Welcoming a new baby into the world is a massive change for any mother and one which brings with it an array of emotions as your body and mind adjust to caring for your new arrival.

It is extremely common for women to experience emotional changes in the days after giving birth. These changes are known as the ‘baby blues’ and may come in the form of mood swings, tearfulness and sadness and tend to appear on the third or fourth bay after having your baby. These feelings may last up to ten days postpartum and are a normal part of the transition into motherhood, affecting up to 50% of new mothers. It is caused by the drastic drop in hormone levels accompanied by the adjustment to feeding, caring for and worrying about your new son or daughter along with the added hurdle of dealing with your own physical recovery from giving birth. The baby blues usually resolves on its own and lasts no more than two weeks, postnatal depression (PND) however, lasts longer, is more severe and does not generally resolve without management.

Dr. Phil Robert, Counsellor and Psychotherapist, has extensive experience in the field of postnatal depression and anxiety and kindly agreed to provide some insight into postpartum depression and how it can be treated.

Dr. Robert explains that, initially, postnatal depression may look like the baby blues as they share some symptoms such as irritability, inability to sleep and sadness, but that postnatal depression can be serious and have a detrimental effect on a new mother if not diagnosed promptly and managed accordingly. Postnatal depression can occur anytime in the year proceeding having a baby.

Signs and symptoms of postnatal depression are extensive and can vary from person to person but commonly come in the form of;

Dr. Robert points out that a new mother is not responsible for getting postnatal depression and having it does not mean that she is a bad parent – a fear that many experiencing PND have.

“Postnatal depression can attack women because they are so attached to their baby, they love their child so much that they feel inadequate. Some women are so anxious about being a good mother that everything can get on top of them”


In times gone by, depression and anxiety have been seen as taboo subjects, with many people suffering in silence, afraid to admit their feelings to anyone. Thankfully, with the progression of education, awareness and facilities, mental health concerns are now often discussed in a more open environment with many people finding it easier to speak out if they are experiencing uneasy feelings. Dr. Phil Robert explains however, that postnatal depression is often different in this regard;

“There’s still a stigma attached to postnatal depression, people will sometimes open up with other kinds of depression but not so readily when they have a baby. This is because they feel guilty, they think to themselves, ‘I have a beautiful baby, I should be happy, why am I feeling this way?”

However, Dr. Robert points out that postnatal depression is no different from any other kind of depression and it is not something to be ashamed of.

The precise cause of postnatal depression remains unknown, but the Health Service Executive (HSE) provides several factors which have been found, through research, to possibly contribute to it. Some of which, are; previous history of depression, unrealistic portrayals of motherhood circulating in the media which put pressure on new mothers, changes in your lifestyle such as caring for your newborn and having much less time to yourself .

When asked for her top 3 pieces of advice to those who think that they may be suffering from postnatal depression, Dr.
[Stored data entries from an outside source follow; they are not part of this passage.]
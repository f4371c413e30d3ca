//! `config` subcommands over the pillbox settings file.

use clap::Subcommand;
use pillbox_core::Config;

#[derive(Subcommand)]
pub enum ConfigAction {
    /// Print one setting
    Get {
        /// Dot-path key (e.g. "clock.refresh_interval_secs", "display.date_format")
        key: String,
    },
    /// Change one setting and save
    Set {
        /// Dot-path key
        key: String,
        /// New value
        value: String,
    },
    /// List every setting as `key = value`
    List {
        /// Print the whole config as JSON instead
        #[arg(long)]
        json: bool,
    },
    /// Restore the default settings
    Reset,
}

pub fn run(action: ConfigAction) -> Result<(), Box<dyn std::error::Error>> {
    match action {
        ConfigAction::Get { key } => {
            let value = Config::load()?
                .get(&key)
                .ok_or_else(|| format!("unknown config key: {key}"))?;
            println!("{value}");
        }
        ConfigAction::Set { key, value } => {
            let mut config = Config::load()?;
            config.set(&key, &value)?;
            println!("{key} = {}", config.get(&key).unwrap_or(value));
        }
        ConfigAction::List { json } => {
            let config = Config::load()?;
            if json {
                println!("{}", serde_json::to_string_pretty(&config)?);
            } else {
                for key in config.keys() {
                    println!("{key} = {}", config.get(&key).unwrap_or_default());
                }
            }
        }
        ConfigAction::Reset => {
            Config::default().save()?;
            println!("config reset to defaults");
        }
    }
    Ok(())
}
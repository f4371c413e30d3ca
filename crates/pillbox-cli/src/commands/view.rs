//! Today and History views.

use pillbox_core::view::{EMPTY_HISTORY, EMPTY_TODAY};
use pillbox_core::Config;

use super::{open_app, App};

pub fn render_today(app: &App) -> String {
    let mut out = format!("Pill Reminder\n{}\n\n", app.clock_label());
    if let Some(error) = app.error() {
        out.push_str(&format!("! {error}\n\n"));
    }

    let items = app.today();
    if items.is_empty() {
        out.push_str(EMPTY_TODAY);
        out.push('\n');
        out.push_str("Run `pillbox-cli med add` to add your first medication.\n");
        return out;
    }

    for item in items {
        out.push_str(&format!(
            "[{}] {} ({})\n    {} • {}\n    Time: {}\n    Last taken: {}\n\n",
            item.status.label(),
            item.name,
            item.id,
            item.dose,
            item.frequency,
            item.schedule,
            item.last_taken,
        ));
    }
    out
}

pub fn render_history(app: &App) -> String {
    let mut out = String::from("Medication History\n\n");
    if let Some(error) = app.error() {
        out.push_str(&format!("! {error}\n\n"));
    }

    let entries = app.history();
    if entries.is_empty() {
        out.push_str(EMPTY_HISTORY);
        out.push('\n');
        return out;
    }

    for entry in entries {
        out.push_str(&format!(
            "{} ({})\n    Last taken: {}\n\n",
            entry.name, entry.dose, entry.last_taken
        ));
    }
    out
}

pub fn today(json: bool) -> Result<(), Box<dyn std::error::Error>> {
    let config = Config::load_or_default();
    let app = open_app(&config)?;
    if json {
        println!("{}", serde_json::to_string_pretty(&app.today())?);
    } else {
        print!("{}", render_today(&app));
    }
    Ok(())
}

pub fn history(json: bool) -> Result<(), Box<dyn std::error::Error>> {
    let config = Config::load_or_default();
    let app = open_app(&config)?;
    if json {
        println!("{}", serde_json::to_string_pretty(&app.history())?);
    } else {
        print!("{}", render_history(&app));
    }
    Ok(())
}
//! CRUD over the medication collection.
//!
//! Every operation reads the whole collection through the injected
//! [`StoreAdapter`], changes it in memory and writes the whole collection
//! back. Unknown ids are reported as `Ok(None)` / `Ok(false)`, never as
//! errors.

use chrono::{DateTime, Utc};

use crate::clock::{Clock, SystemClock};
use crate::error::{CoreError, Result};
use crate::medication::{Medication, MedicationPatch, NewMedication};
use crate::storage::{KvBackend, StoreAdapter};

pub struct MedicationRepository<B, C = SystemClock> {
    store: StoreAdapter<B>,
    clock: C,
}

impl<B: KvBackend> MedicationRepository<B, SystemClock> {
    pub fn with_system_clock(store: StoreAdapter<B>) -> Self {
        Self::new(store, SystemClock)
    }
}

impl<B: KvBackend, C: Clock> MedicationRepository<B, C> {
    pub fn new(store: StoreAdapter<B>, clock: C) -> Self {
        Self { store, clock }
    }

    pub fn store(&self) -> &StoreAdapter<B> {
        &self.store
    }

    pub fn now(&self) -> DateTime<Utc> {
        self.clock.now()
    }

    /// All medications in insertion order; empty if storage is unreadable.
    pub fn list(&self) -> Vec<Medication> {
        self.store.load()
    }

    pub fn get(&self, id: u64) -> Option<Medication> {
        self.list().into_iter().find(|m| m.id == id)
    }

    /// Epoch milliseconds of `now`, bumped past the persisted high-water mark
    /// and every id already in `existing`.
    fn next_id(&self, existing: &[Medication], now: DateTime<Utc>) -> u64 {
        let mark = self.store.high_water_mark().unwrap_or_else(|e| {
            tracing::warn!("ignoring unreadable id high-water mark: {e}");
            0
        });
        let newest = existing.iter().map(|m| m.id).max().unwrap_or(0);
        let stamp = u64::try_from(now.timestamp_millis()).unwrap_or(0);
        stamp
            .max(mark.saturating_add(1))
            .max(newest.saturating_add(1))
    }

    /// Validate, assign identity and timestamps, append and persist.
    ///
    /// # Errors
    /// `Validation` for bad input, `StorageRead` if the stored collection
    /// cannot be read (nothing is overwritten), `StorageWrite` if the write
    /// fails.
    pub fn add_medication(&mut self, input: NewMedication) -> Result<Medication> {
        let input = input.validated()?;
        let mut medications = self.store.try_load()?;
        let now = self.clock.now();
        let id = self.next_id(&medications, now);

        let medication = input.into_medication(id, now);
        medications.push(medication.clone());
        self.store.try_save(&medications)?;

        if let Err(e) = self.store.set_high_water_mark(id) {
            // Ids stay unique through the collection scan in next_id.
            tracing::warn!("failed to record id high-water mark {id}: {e}");
        }
        tracing::info!(id, name = %medication.name, "medication added");
        Ok(medication)
    }

    /// Merge `patch` into the medication with `id` and persist.
    ///
    /// # Errors
    /// `Validation` for bad patch values; `StorageRead`/`StorageWrite` on
    /// storage failure.
    pub fn update_medication(
        &mut self,
        id: u64,
        patch: MedicationPatch,
    ) -> Result<Option<Medication>> {
        let patch = patch.validated(self.clock.now())?;
        let mut medications = self.store.try_load()?;

        let Some(index) = medications.iter().position(|m| m.id == id) else {
            tracing::debug!(id, "update of unknown medication");
            return Ok(None);
        };

        patch.apply(&mut medications[index]);
        self.store.try_save(&medications)?;
        Ok(Some(medications.swap_remove(index)))
    }

    /// Record a dose taken now.
    ///
    /// # Errors
    /// Same as [`MedicationRepository::update_medication`].
    pub fn take_medication(&mut self, id: u64) -> Result<Option<Medication>> {
        let now = self.clock.now();
        let taken = self.update_medication(id, MedicationPatch::taken_at(now))?;
        if taken.is_some() {
            tracing::info!(id, at = %now, "medication taken");
        }
        Ok(taken)
    }

    /// Remove the medication with `id`. `Ok(false)` and no write if absent.
    ///
    /// # Errors
    /// `StorageRead`/`StorageWrite` on storage failure.
    pub fn delete_medication(&mut self, id: u64) -> Result<bool> {
        let medications = self.store.try_load()?;
        let before = medications.len();
        let remaining: Vec<Medication> = medications.into_iter().filter(|m| m.id != id).collect();

        if remaining.len() == before {
            return Ok(false);
        }

        self.store.try_save(&remaining)?;
        tracing::info!(id, "medication deleted");
        Ok(true)
    }

    /// Like [`MedicationRepository::update_medication`], but an unknown id is
    /// an error.
    ///
    /// # Errors
    /// `NotFound` when no medication has `id`.
    pub fn require_update(&mut self, id: u64, patch: MedicationPatch) -> Result<Medication> {
        self.update_medication(id, patch)?
            .ok_or(CoreError::NotFound { id })
    }
}
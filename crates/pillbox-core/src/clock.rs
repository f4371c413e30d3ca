//! Time sources and the periodic refresh tick.

use chrono::{DateTime, Utc};
use std::cell::Cell;
use std::rc::Rc;
use std::time::Duration;
use tokio::sync::mpsc;
use tokio::task::JoinHandle;
use tokio::time::MissedTickBehavior;

/// Source of "now".
pub trait Clock {
    fn now(&self) -> DateTime<Utc>;
}

/// Wall clock.
#[derive(Debug, Clone, Copy, Default)]
pub struct SystemClock;

impl Clock for SystemClock {
    fn now(&self) -> DateTime<Utc> {
        Utc::now()
    }
}

/// A clock that only moves when told to.
#[derive(Debug)]
pub struct FixedClock {
    at: Cell<DateTime<Utc>>,
}

impl FixedClock {
    pub fn new(at: DateTime<Utc>) -> Self {
        Self { at: Cell::new(at) }
    }

    pub fn set(&self, at: DateTime<Utc>) {
        self.at.set(at);
    }

    pub fn advance(&self, by: chrono::Duration) {
        self.at.set(self.at.get() + by);
    }
}

impl Clock for FixedClock {
    fn now(&self) -> DateTime<Utc> {
        self.at.get()
    }
}

impl<C: Clock + ?Sized> Clock for Rc<C> {
    fn now(&self) -> DateTime<Utc> {
        (**self).now()
    }
}

/// Emits a tick every `period` until dropped.
///
/// The interval runs on a spawned tokio task and only ever sends tick
/// messages; the owner of the app state receives them on its own loop.
/// Dropping the timer aborts the task.
pub struct RefreshTimer {
    period: Duration,
    ticks: mpsc::Receiver<()>,
    handle: JoinHandle<()>,
}

impl RefreshTimer {
    /// Start ticking. The first tick arrives one full `period` from now.
    ///
    /// Must be called from inside a tokio runtime.
    pub fn start(period: Duration) -> Self {
        let (tx, ticks) = mpsc::channel(1);
        let handle = tokio::spawn(async move {
            let mut interval = tokio::time::interval(period);
            interval.set_missed_tick_behavior(MissedTickBehavior::Skip);
            // tokio's first tick completes immediately
            interval.tick().await;
            loop {
                interval.tick().await;
                if tx.send(()).await.is_err() {
                    break;
                }
            }
        });
        tracing::debug!(period_secs = period.as_secs(), "refresh timer started");
        Self {
            period,
            ticks,
            handle,
        }
    }

    pub fn period(&self) -> Duration {
        self.period
    }

    /// Wait for the next tick. `None` once the timer task has ended.
    pub async fn tick(&mut self) -> Option<()> {
        self.ticks.recv().await
    }

    pub fn is_running(&self) -> bool {
        !self.handle.is_finished()
    }
}

impl Drop for RefreshTimer {
    fn drop(&mut self) {
        self.handle.abort();
        tracing::debug!("refresh timer stopped");
    }
}
//! Store adapter: the persistence boundary for the medication collection.
//!
//! The whole collection lives in one slot as a JSON array. `load` and
//! `save` never fail outward; they log and fall back to an empty collection
//! or `false`. The `try_*` variants keep the error for callers that need to
//! tell the user something went wrong.

use crate::error::{CoreError, Result};
use crate::medication::Medication;

use super::database::KvBackend;

/// Slot name used when the configuration does not override it.
pub const DEFAULT_SLOT: &str = "medications";

const NEXT_ID_SUFFIX: &str = ".next_id";

pub struct StoreAdapter<B> {
    backend: B,
    slot: String,
}

impl<B: KvBackend> StoreAdapter<B> {
    pub fn new(backend: B, slot: impl Into<String>) -> Self {
        Self {
            backend,
            slot: slot.into(),
        }
    }

    pub fn with_default_slot(backend: B) -> Self {
        Self::new(backend, DEFAULT_SLOT)
    }

    pub fn slot(&self) -> &str {
        &self.slot
    }

    pub fn backend(&self) -> &B {
        &self.backend
    }

    fn read_error(&self, message: impl ToString) -> CoreError {
        CoreError::StorageRead {
            slot: self.slot.clone(),
            message: message.to_string(),
        }
    }

    fn write_error(&self, message: impl ToString) -> CoreError {
        CoreError::StorageWrite {
            slot: self.slot.clone(),
            message: message.to_string(),
        }
    }

    /// Read the collection, keeping any failure.
    ///
    /// # Errors
    /// `StorageRead` if the backend fails or the slot is not a valid
    /// medication array.
    pub fn try_load(&self) -> Result<Vec<Medication>> {
        let raw = self
            .backend
            .get(&self.slot)
            .map_err(|e| self.read_error(e))?;
        match raw {
            None => Ok(Vec::new()),
            Some(json) => serde_json::from_str(&json).map_err(|e| self.read_error(e)),
        }
    }

    /// Read the collection; empty when nothing is stored or on failure.
    pub fn load(&self) -> Vec<Medication> {
        self.try_load().unwrap_or_else(|e| {
            tracing::warn!("Error getting medications: {e}");
            Vec::new()
        })
    }

    /// Replace the stored collection, keeping any failure.
    ///
    /// # Errors
    /// `StorageWrite` if encoding or the backend write fails.
    pub fn try_save(&mut self, medications: &[Medication]) -> Result<()> {
        let json = serde_json::to_string(medications).map_err(|e| self.write_error(e))?;
        if let Err(e) = self.backend.set(&self.slot, &json) {
            return Err(self.write_error(e));
        }
        tracing::debug!(slot = %self.slot, count = medications.len(), "saved medications");
        Ok(())
    }

    /// Replace the stored collection. Returns `false` on failure.
    pub fn save(&mut self, medications: &[Medication]) -> bool {
        match self.try_save(medications) {
            Ok(()) => true,
            Err(e) => {
                tracing::warn!("Error saving medications: {e}");
                false
            }
        }
    }

    fn next_id_slot(&self) -> String {
        format!("{}{NEXT_ID_SUFFIX}", self.slot)
    }

    /// Largest id ever issued for this slot, or 0.
    ///
    /// # Errors
    /// `StorageRead` if the backend fails or the stored mark is not a number.
    pub fn high_water_mark(&self) -> Result<u64> {
        match self
            .backend
            .get(&self.next_id_slot())
            .map_err(|e| self.read_error(e))?
        {
            None => Ok(0),
            Some(raw) => raw.trim().parse().map_err(|e| self.read_error(e)),
        }
    }

    /// Record the largest id issued.
    ///
    /// # Errors
    /// `StorageWrite` if the backend write fails.
    pub fn set_high_water_mark(&mut self, id: u64) -> Result<()> {
        let key = self.next_id_slot();
        if let Err(e) = self.backend.set(&key, &id.to_string()) {
            return Err(self.write_error(e));
        }
        Ok(())
    }
}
Phil Robert outlines the following;

  1. Tell someone: Talk to someone that you trust, often speaking about your feelings is the first step to recovering your good health. Sharing your concerns is always a step in the right direction.
  2. Self-care: This includes both your physical and mental health. It is important to make time for yourself and to look after your health. You are just as important as your baby.
  3. Get a support plan in place: Organise for someone to mind your baby now and then in order to get some ‘me’ time and don’t forget about your interests – the things that made you happy before becoming a mother.
    Arranging help to deal with your feelings is important, whether this means speaking to a doctor, counsellor or other trusted person.

Dr. Robert highlights that many cases of postnatal depression can be treated with self-care measurements such as the above but that in some cases medication is required.

“Medication can be used to treat postnatal depression in some instances depending on the severity of the case.”

If medication is warranted, it is usually only required for a short period of time, such as 6 months.

Many mothers who have experienced postnatal depression are naturally concerned that it will return if they have subsequent pregnancies, Dr Robert clarifies however, that;

“Just because a mother has had postnatal depression proceeding one pregnancy, it does not necessarily mean that she will have it after another.”

Dr. Robert has recently created a YouTube channel called Brain Balm where she posts ‘therapy, visuals and music to soothe your mind’. This channel provides a medium through which relaxation techniques, stress management techniques and sleep aids can be accessed online at any time and are not confined to anxiety or depression experienced in the postpartum period. Platforms such as this are particularly useful for those who experience panic attacks or disturbed sleep as they can be accessed immediately, anywhere.

It is imperative to note that with the right management, postnatal depression can resolve completely – Don’t suffer in silence, get the help you need and deserve!